Lá dentro há um grupo de 20 crianças sentadas à espera, todos com camisolas verde alface, uns têm óculos embaciados, outros o cabelo em pé, mas há neles um ritual de respeito, sem bagunça, antes de entrarem no Serviço. Expansivos e curiosos, são pequenos médicos que se preparam para entrar no hospital, o Hospital dos Pequeninos que acontece pela sua 18ª edição.
Sendo o tema a selva, somos de imediato apresentados na receção à girafa, ao elefante, ao leão, ao tigre e à zebra que nos recebem de sorriso aberto. No teto está a longa cobra a cores, feita pelos estudantes, que realizaram estes trabalhos manuais desde início de outubro até meio de novembro.
O “médico” João faz-nos a visita guiada ao magnífico Hospital que se inunda de pequenos multifacetados, como se vivêssemos num filme da Branca de neve, mas rodeada por mais de sete anões. "Chegam quase sempre tímidos, ficam na sala de espera onde ouvem música e dançam, depois entra uma mascote que é o nosso lápis e que todos querem abraçar". João Pires é o coordenador geral do Hospital dos Pequeninos, estuda no 4º ano de Medicina e é da Associação de Estudantes da Faculdade.


Nós seguimos caminho pelo Hospital, cuja entrada obriga a passar por uma tenda de índio, mesmo à altura dos mais pequenos. Logo ali ao lado há a triagem onde se dá um pequeno babete que identifica a doença do boneco e o nome da criança, que na verdade é o pai ou mãe. É a criança que faz o diagnóstico da doença que irá ser depois tratada em consulta, ou passa para o bloco operatório. Não há boneco que não tenha a sua sina. Se for para o bloco, o pequeno médico tem que passar pela desinfeção e vestir-se a rigor com bata. Lá dentro os monitores cardíacos e as máscaras de anestesia já estão a postos para o pior cenário. Não interrompo o pequeno génio médico que, com a sua roupa azul avalia toda a sala de operações. É altura de silêncio, a cirurgia deve estar prestes a começar.
Aqui, neste hospital onde só se ouve música alegre, não se analisa nada sem todo o método e técnica, por isso há uma área de imagiologia onde se faz a TAC e se vê a estrutura óssea de um animal por dentro. Há ainda a sala das análises onde há máquinas que analisam o sangue e pequenos analistas que erguem os tubos de ensaio para tomar nota das partículas observadas. Vá o bebé boneco para internamento, ou precise ele apenas de ser medicado, não sai sem o serviço completo. Ou passa na consulta que tem a mesa dos alimentos e escolhe as refeições se ficar internado, ou passa pela farmácia para levantar os fármacos. E se o dói-dói for extenso, há sempre um departamento de ligaduras que cura tudo. Mas porque ninguém fica excluído há ainda uma cadeira de dentista onde se explica toda a higiene oral.
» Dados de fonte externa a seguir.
impl CompensationScheduler {
    pub fn new(engine: Arc<Engine>, locker: Arc<dyn Locker>, config: SchedulerConfig) -> Self {
        Self {
            engine,
            locker,
            config,
            compensation_running: AtomicBool::new(false),
        }
    }

    /// One compensation sweep across all kinds. Batches repeat per kind
    /// until a fetch comes back empty or the lock is held elsewhere.
    ///
    /// Re-entrant calls (a slow sweep still running when the next tick
    /// fires) return immediately.
    pub fn compense(&self) {
        if self
            .compensation_running
            .compare_exchange(false, true, Ordering::SeqCst, Ordering::SeqCst)
            .is_err()
        {
            debug!("compensation sweep already in progress, skipping");
            return;
        }

        for kind in KINDS {
            while self.compense_batch(kind) {}
        }

        self.compensation_running.store(false, Ordering::SeqCst);
    }

    /// Returns `true` when the fetch produced any records; the sweep keeps
    /// fetching until a batch comes back empty. Resumed records are
    /// fast-forwarded past the lookahead window, so each record appears in
    /// at most one non-empty batch per sweep.
    fn compense_batch(&self, kind: WorkKind) -> bool {
        let owner = owner_token();
        let key = format!("{}:compense:{}", self.engine.svc_name(), kind);
        if !self.locker.acquire(&key, &owner, self.config.lock_ttl) {
            debug!(%kind, "compensation lock held elsewhere, skipping batch");
            return false;
        }

        let supervisor = self.engine.supervisor(kind);
        let min_next_try_time =
            Utc::now() + chrono::Duration::from_std(self.config.lookahead).unwrap_or_default();
        let batch = match supervisor.get_by_next_try_time(min_next_try_time, self.config.batch_size)
        {
            Ok(batch) => batch,
            Err(err) => {
                warn!(%kind, error = %err, "compensation fetch failed");
                self.locker.release(&key, &owner);
                return false;
            }
        };

        let fetched = batch.len();
        for record in batch {
            let id = record.id;
            if let Err(err) = supervisor.resume(record, min_next_try_time) {
                warn!(%kind, record_id = %id, error = %err, "resume failed");
            }
        }
        self.locker.release(&key, &owner);

        if fetched > 0 {
            debug!(%kind, count = fetched, "compensated batch");
        }
        fetched > 0
    }

    /// One archive sweep across all kinds.
    pub fn archive(&self) {
        let before = Utc::now() + chrono::Duration::days(self.config.expire_days);
        for kind in KINDS {
            let owner = owner_token();
            let key = format!("{}:archive:{}", self.engine.svc_name(), kind);
            if !self.locker.acquire(&key, &owner, self.config.lock_ttl) {
                debug!(%kind, "archive lock held elsewhere, skipping");
                continue;
            }

            let supervisor = self.engine.supervisor(kind);
            let mut total = 0usize;
            let mut fail_count = 0u32;
            loop {
                match supervisor.archive_by_expire_at(before, self.config.archive_batch_size) {
                    Ok(0) => break,
                    Ok(moved) => {
                        total += moved;
                        fail_count = 0;
                    }
                    Err(err) => {
                        fail_count += 1;
                        error!(%kind, error = %err, fail_count, "archive batch failed");
                        if fail_count >= ARCHIVE_FAIL_LIMIT {
                            break;
                        }
                    }
                }
            }
            self.locker.release(&key, &owner);

            if total > 0 {
                info!(%kind, archived = total, "archived expired records");
            }
        }
    }

    /// Start the periodic sweeps on background threads. The returned handle
    /// stops them on [`SchedulerHandle::shutdown`] or drop.
    pub fn spawn(self) -> SchedulerHandle {
        let scheduler = Arc::new(self);
        let (compense_tx, compense_rx) = mpsc::channel::<()>();
        let (archive_tx, archive_rx) = mpsc::channel::<()>();

        let compense_handle = {
            let scheduler = scheduler.clone();
            std::thread::Builder::new()
                .name("relay-compense".to_string())
                .spawn(move || {
                    loop {
                        match compense_rx.recv_timeout(scheduler.config.compense_every) {
                            Ok(()) | Err(RecvTimeoutError::Disconnected) => break,
                            Err(RecvTimeoutError::Timeout) => scheduler.compense(),
                        }
                    }
                })
                .expect("failed to spawn compensation thread")
        };

        let archive_handle = {
            let scheduler = scheduler.clone();
            std::thread::Builder::new()
                .name("relay-archive".to_string())
                .spawn(move || {
                    loop {
                        match archive_rx.recv_timeout(scheduler.config.archive_every) {
                            Ok(()) | Err(RecvTimeoutError::Disconnected) => break,
                            Err(RecvTimeoutError::Timeout) => scheduler.archive(),
                        }
                    }
                })
                .expect("failed to spawn archive thread")
        };

        SchedulerHandle {
            compense_tx: Some(compense_tx),
            archive_tx: Some(archive_tx),
            threads: vec![compense_handle, archive_handle],
        }
    }
}

/// Random per-batch lock credential; only the acquiring sweep can release.
fn owner_token() -> String {
    uuid::Uuid::now_v7().simple().to_string()
}

/// Stops the scheduler threads when shut down or dropped.
pub struct SchedulerHandle {
    compense_tx: Option<Sender<()>>,
    archive_tx: Option<Sender<()>>,
    threads: Vec<JoinHandle<()>>,
}

impl SchedulerHandle {
    pub fn shutdown(mut self) {
        self.stop();
    }

    fn stop(&mut self) {
        if let Some(tx) = self.compense_tx.take() {
            let _ = tx.send(());
        }
        if let Some(tx) = self.archive_tx.take() {
            let _ = tx.send(());
        }
        for handle in self.threads.drain(..) {
            let _ = handle.join();
        }
    }
}

impl Drop for SchedulerHandle {
    fn drop(&mut self) {
        self.stop();
    }
}

#[cfg(test)]
mod tests {
    use super::*;
    use crate::handler::Registry;
    use crate::ledger::{InMemoryLedger, Ledger, LedgerError};
    use crate::lock::InMemoryLocker;
    use crate::supervisor::EngineConfig;
    use chrono::{DateTime, Utc};
    use relay_core::{ExecutionRecord, RecordId, RecordState, RetryPolicy};
    use serde_json::Value;
    use std::sync::atomic::AtomicU32;

    fn overdue_record(work_type: &str) -> ExecutionRecord {
        let now = Utc::now();
        let mut record = ExecutionRecord::init(
            WorkKind::Request,
            work_type,
            Value::Null,
            "relay",
            now - chrono::Duration::minutes(10),
            RetryPolicy::default(),
        );
        record.next_try_time = now - chrono::Duration::minutes(5);
        record
    }

    fn wait_for_state(
        ledger: &InMemoryLedger,
        id: RecordId,
        state: RecordState,
    ) -> ExecutionRecord {
        for _ in 0..100 {
            if let Some(record) = ledger.get_by_id(id).unwrap() {
                if record.state == state {
                    return record;
                }
            }
            std::thread::sleep(Duration::from_millis(20));
        }
        panic!("record {id} never reached {state}");
    }

    #[test]
    fn compense_drives_an_overdue_record_to_completion() {
        let mut registry = Registry::new();
        registry.register_handler("stuck.work", |_: Value| Ok(serde_json::json!("recovered")));
        let ledger = Arc::new(InMemoryLedger::new());
        let engine = Engine::new(EngineConfig::default(), registry, ledger.clone());

        let record = overdue_record("stuck.work");
        let id = record.id;
        ledger.save(&record).unwrap();

        let scheduler = CompensationScheduler::new(
            engine.clone(),
            Arc::new(InMemoryLocker::new()),
            SchedulerConfig::default(),
        );
        scheduler.compense();

        let record = wait_for_state(&ledger, id, RecordState::Executed);
        assert_eq!(record.result, Some(serde_json::json!("recovered")));
        engine.shutdown();
    }

    #[test]
    fn compense_drains_past_a_partial_batch() {
        let mut registry = Registry::new();
        registry.register_handler("stuck.work", |_: Value| Ok(Value::Null));
        let ledger = Arc::new(InMemoryLedger::new());
        let engine = Engine::new(EngineConfig::default(), registry, ledger.clone());

        // Three overdue records against a batch size of two: the sweep must
        // keep fetching through the one-record batch until a fetch comes
        // back empty.
        let ids: Vec<_> = (0..3)
            .map(|_| {
                let record = overdue_record("stuck.work");
                let id = record.id;
                ledger.save(&record).unwrap();
                id
            })
            .collect();

        let scheduler = CompensationScheduler::new(
            engine.clone(),
            Arc::new(InMemoryLocker::new()),
            SchedulerConfig::default().with_batch_size(2),
        );
        scheduler.compense();

        for id in ids {
            wait_for_state(&ledger, id, RecordState::Executed);
        }
        engine.shutdown();
    }

    #[test]
    fn compense_skips_when_the_lock_is_held_elsewhere() {
        let mut registry = Registry::new();
        registry.register_handler("stuck.work", |_: Value| Ok(Value::Null));
        let ledger = Arc::new(InMemoryLedger::new());
        let engine = Engine::new(EngineConfig::default(), registry, ledger.clone());

        let record = overdue_record("stuck.work");
        let id = record.id;
        ledger.save(&record).unwrap();

        let locker = Arc::new(InMemoryLocker::new());
        // Another instance holds the request-kind compensation lock.
        assert!(locker.acquire("relay:compense:request", "other-node", Duration::from_secs(60)));

        let scheduler =
            CompensationScheduler::new(engine.clone(), locker, SchedulerConfig::default());
        scheduler.compense();

        assert_eq!(ledger.get_by_id(id).unwrap().unwrap().state, RecordState::Init);
        engine.shutdown();
    }

    #[test]
    fn archive_moves_expired_dead_records() {
        let ledger = Arc::new(InMemoryLedger::new());
        let engine = Engine::new(EngineConfig::default(), Registry::new(), ledger.clone());

        let now = Utc::now();
        let mut dead = ExecutionRecord::init(
            WorkKind::Request,
            "old.work",
            Value::Null,
            "relay",
            now - chrono::Duration::days(30),
            RetryPolicy::default(),
        );
        dead.state = RecordState::Exhausted;
        let dead_id = dead.id;
        ledger.save(&dead).unwrap();

        // Still-live records stay untouched however old they are.
        let live = ExecutionRecord::init(
            WorkKind::Request,
            "old.work",
            Value::Null,
            "relay",
            now - chrono::Duration::days(30),
            RetryPolicy::default(),
        );
        let live_id = live.id;
        ledger.save(&live).unwrap();

        let scheduler = CompensationScheduler::new(
            engine.clone(),
            Arc::new(InMemoryLocker::new()),
            SchedulerConfig::default(),
        );
        scheduler.archive();

        assert!(ledger.get_by_id(dead_id).unwrap().is_none());
        assert!(ledger.get_by_id(live_id).unwrap().is_some());
        assert!(ledger.archived().iter().any(|r| r.id == dead_id));
        engine.shutdown();
    }

    #[test]
    fn archive_gives_up_after_repeated_failures() {
        struct FailingLedger {
            inner: InMemoryLedger,
            archive_calls: AtomicU32,
        }

        impl Ledger for FailingLedger {
            fn save(&self, record: &ExecutionRecord) -> Result<(), LedgerError> {
                self.inner.save(record)
            }
            fn get_by_id(&self, id: RecordId) -> Result<Option<ExecutionRecord>, LedgerError> {
                self.inner.get_by_id(id)
            }
            fn get_by_next_try_time(
                &self,
                svc_name: &str,
                kind: WorkKind,
                before: DateTime<Utc>,
                limit: usize,
            ) -> Result<Vec<ExecutionRecord>, LedgerError> {
                self.inner.get_by_next_try_time(svc_name, kind, before, limit)
            }
            fn archive_by_expire_at(
                &self,
                _svc_name: &str,
                _kind: WorkKind,
                _before: DateTime<Utc>,
                _limit: usize,
            ) -> Result<usize, LedgerError> {
                self.archive_calls.fetch_add(1, Ordering::SeqCst);
                Err(LedgerError::Storage("disk full".to_string()))
            }
        }

        let ledger = Arc::new(FailingLedger {
            inner: InMemoryLedger::new(),
            archive_calls: AtomicU32::new(0),
        });
        let engine = Engine::new(EngineConfig::default(), Registry::new(), ledger.clone());

        let scheduler = CompensationScheduler::new(
            engine.clone(),
            Arc::new(InMemoryLocker::new()),
            SchedulerConfig::default(),
        );
        scheduler.archive();

        // Three strikes per kind, then the sweep moves on.
        assert_eq!(
            ledger.archive_calls.load(Ordering::SeqCst),
            3 * KINDS.len() as u32
        );
        engine.shutdown();
    }

    #[test]
    fn overlapping_sweeps_do_not_stack() {
        let ledger = Arc::new(InMemoryLedger::new());
        let engine = Engine::new(EngineConfig::default(), Registry::new(), ledger.clone());
        let scheduler = CompensationScheduler::new(
            engine.clone(),
            Arc::new(InMemoryLocker::new()),
            SchedulerConfig::default(),
        );

        scheduler.compensation_running.store(true, Ordering::SeqCst);
        // Returns without touching the flag another sweep owns.
        scheduler.compense();
        assert!(scheduler.compensation_running.load(Ordering::SeqCst));
        engine.shutdown();
    }

    #[test]
    fn spawned_scheduler_ticks_on_its_own() {
        let mut registry = Registry::new();
        registry.register_handler("stuck.work", |_: Value| Ok(Value::Null));
        let ledger = Arc::new(InMemoryLedger::new());
        let engine = Engine::new(EngineConfig::default(), registry, ledger.clone());

        let record = overdue_record("stuck.work");
        let id = record.id;
        ledger.save(&record).unwrap();

        let config = SchedulerConfig::default()
            .with_compense_every(Duration::from_millis(50))
            .with_archive_every(Duration::from_secs(3600));
        let handle = CompensationScheduler::new(
            engine.clone(),
            Arc::new(InMemoryLocker::new()),
            config,
        )
        .spawn();

        wait_for_state(&ledger, id, RecordState::Executed);
        handle.shutdown();
        engine.shutdown();
    }
}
A monitorizar estes pequenos doutores de pouco mais de um metro, estão outros doutores, possivelmente vários deles médicos, nos próximos anos.
O objetivo é reduzir o medo que as crianças têm da bata branca. Recriando situações aproximadas à realidade, os estudantes de Medicina da FMUL tentam fazer com que os mais pequenos deixem de ter medo de ir ao hospital ou a uma consulta.
"Muitas vezes as crianças chegam aqui com medo do Dr. e depois são elas próprias que tratam dos seus bonecos". Não menos importante e como refere o João, esta ação também “pretende aproximar os estudantes da área da saúde, a uma faixa etária com quem se tem menos contacto".
Esta iniciativa conta com vários patrocínios que permite que se possa oferecer a cada criança um saco com brinquedos, lápis e outros materiais didáticos, assim como bens alimentares.
Quanto aos materiais médicos são patrocinados pelo próprio Hospital de Santa Maria, ou outros hospitais, mas há muitos adereços feitos pela própria comissão organizadora que é constituída por 27 empenhados "médicos". A ajudá-los nesta brilhante tarefa estão ainda alunos das Faculdades de Farmácia, Medicina Dentária e de Ciências, todas da Universidade de Lisboa.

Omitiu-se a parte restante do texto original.